Security and data-sovereignty concerns

Cybersecurity experts label GLM-5.2 a "security emergency" because the open-weight model can run locally without safety guardrails. Security researchers have noted that Chinese open-source models can identify software vulnerabilities at low cost, potentially democratizing advanced hacking tools for malicious actors.

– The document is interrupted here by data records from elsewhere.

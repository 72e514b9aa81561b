//! External symbol contracts (spec §6.1): the ABI shapes generated code
//! (the compiler's output, out of scope for this crate) is expected to
//! provide or consume. Nothing here has a body of its own except
//! [`sort_values`], which demonstrates the callback-anchor mechanism
//! end-to-end the way the original's `Array sorted` does (spec §9.5).

use crate::context::Context;
use crate::error::{ErrorKind, TracebackEntry};
use crate::value::{Tag, Value};
use std::sync::OnceLock;

/// `OME_message_<selector>__0`: a unary message send with no arguments
/// beyond the receiver.
pub type MessageFn0 = unsafe extern "C" fn(Value) -> Value;
/// `OME_message_<selector>__1`.
pub type MessageFn1 = unsafe extern "C" fn(Value, Value) -> Value;
/// `OME_message_<selector>__2`.
pub type MessageFn2 = unsafe extern "C" fn(Value, Value, Value) -> Value;

/// `OME_lookup_<selector>__<arity>`: resolves a receiver's class to the
/// concrete method body generated code should call for that selector, the
/// dynamic-dispatch half of an inline cache miss.
pub type LookupFn0 = unsafe extern "C" fn(Value) -> MessageFn0;
pub type LookupFn1 = unsafe extern "C" fn(Value) -> MessageFn1;
pub type LookupFn2 = unsafe extern "C" fn(Value) -> MessageFn2;

/// `OME_toplevel`: builds the toplevel receiver object generated code
/// sends `main` to.
pub type ToplevelFn = unsafe extern "C" fn(Value) -> Value;

/// `OME_message_main__0`, the program's entry-point message send.
pub type MainFn = MessageFn0;

static TRACEBACK_TABLE: OnceLock<&'static [TracebackEntry]> = OnceLock::new();

/// Register the flat, generated-code-owned table `append_traceback`'s
/// entry indices are resolved against (`OME_traceback_table`). Called
/// once at process startup; a second call is a no-op, matching the
/// original's single process-wide static table.
pub fn register_traceback_table(table: &'static [TracebackEntry]) {
    let _ = TRACEBACK_TABLE.set(table);
}

/// Look up one traceback entry by the index [`Context::append_traceback`]
/// recorded. `None` if no table has been registered, or the index is out
/// of range.
pub fn traceback_entry(index: u32) -> Option<&'static TracebackEntry> {
    TRACEBACK_TABLE.get()?.get(index as usize)
}

unsafe fn compare_small_integers(ctx: *mut Context, a: Value, b: Value) -> std::cmp::Ordering {
    use std::cmp::Ordering;
    if a.get_tag() != Tag::SMALL_INTEGER || b.get_tag() != Tag::SMALL_INTEGER {
        (*ctx).set_callback_local(0, ErrorKind::TypeError.value());
        return Ordering::Equal;
    }
    a.untag_signed().cmp(&b.untag_signed())
}

#[cfg(all(unix, target_os = "linux"))]
mod qsort_r_backend {
    use super::*;
    use libc::{c_int, c_void, size_t};

    unsafe extern "C" fn trampoline(a: *const c_void, b: *const c_void, userdata: *mut c_void) -> c_int {
        let ctx = userdata as *mut Context;
        let va = *(a as *const Value);
        let vb = *(b as *const Value);
        match compare_small_integers(ctx, va, vb) {
            std::cmp::Ordering::Less => -1,
            std::cmp::Ordering::Equal => 0,
            std::cmp::Ordering::Greater => 1,
        }
    }

    /// Sort `scratch` in place via `libc::qsort_r`, whose comparator
    /// trampoline carries no closure environment of its own — exactly the
    /// case `Context::with_callback_anchor` exists for (spec §4.6, §9.5).
    pub fn sort_in_place(ctx: &mut Context, scratch: &mut [Value]) {
        unsafe {
            libc::qsort_r(
                scratch.as_mut_ptr() as *mut c_void,
                scratch.len() as size_t,
                std::mem::size_of::<Value>(),
                trampoline,
                ctx as *mut Context as *mut c_void,
            );
        }
    }
}

#[cfg(not(all(unix, target_os = "linux")))]
mod qsort_r_backend {
    use super::*;

    /// `qsort_r` is a glibc extension; other targets get an equivalent
    /// insertion sort that still routes every comparison through the
    /// anchored callback frame rather than a captured Rust closure, so the
    /// anchor mechanism itself is still exercised identically.
    pub fn sort_in_place(ctx: &mut Context, scratch: &mut [Value]) {
        for i in 1..scratch.len() {
            let mut j = i;
            while j > 0 {
                let ctx_ptr = ctx as *mut Context;
                let ord = unsafe { compare_small_integers(ctx_ptr, scratch[j - 1], scratch[j]) };
                if ord == std::cmp::Ordering::Greater {
                    scratch.swap(j - 1, j);
                    j -= 1;
                } else {
                    break;
                }
            }
        }
    }
}

/// Sort a slice of `Small-Integer` values, demonstrating the
/// callback-anchor mechanism end-to-end (spec §4.6, §9.5, §8 scenario 7).
/// On success, returns the sorted copy. If any comparison sees a
/// non-`Small-Integer`, the comparator writes `Type-Error` through the
/// anchored frame; this function notices that afterward and returns the
/// error with `values` left untouched.
pub fn sort_values(ctx: &mut Context, values: &[Value]) -> Result<Vec<Value>, Value> {
    let frame = ctx.enter(1)?;
    frame.save(ctx, 0, Value::boolean(false));

    let mut scratch = values.to_vec();
    ctx.with_callback_anchor(&frame, |ctx| {
        qsort_r_backend::sort_in_place(ctx, &mut scratch);
    });

    let outcome = frame.load(ctx, 0);
    frame.leave(ctx, Value::boolean(false));
    if outcome.is_error() {
        Err(outcome)
    } else {
        Ok(scratch)
    }
}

The risks vary by deployment. Using Z.ai's cloud API subjects data to China's National Intelligence Law, creating a legal pathway for compelled disclosure. Self-hosting mitigates this but introduces risks like weight-tampering through unofficial distribution channels. This has strategists weighing an outright ban on powerful foreign models versus creating international governance standards.

Policy tools on the table

Washington is evaluating several policy tools to address the risks posed by GLM-5.2 and similar models:

  1. Expand the Entity List: Broaden designations to include AI model distribution platforms, not just parent companies.
  2. Require Provenance Attestation: Mandate verification of an AI model's origin for all federal procurement.
  3. Mandate Vulnerability Disclosures: Compel disclosure for open-weight models that surpass defined capability thresholds.
  4. Incentivize Domestic Alternatives: Promote U.S.-based open models to compete on cost and capability.

Each policy carries tradeoffs between national security, competitiveness, and innovation. While regulators deliberate, U.S. firms continue to adopt GLM-5.2, balancing its immediate financial benefits against the evolving landscape of security risks.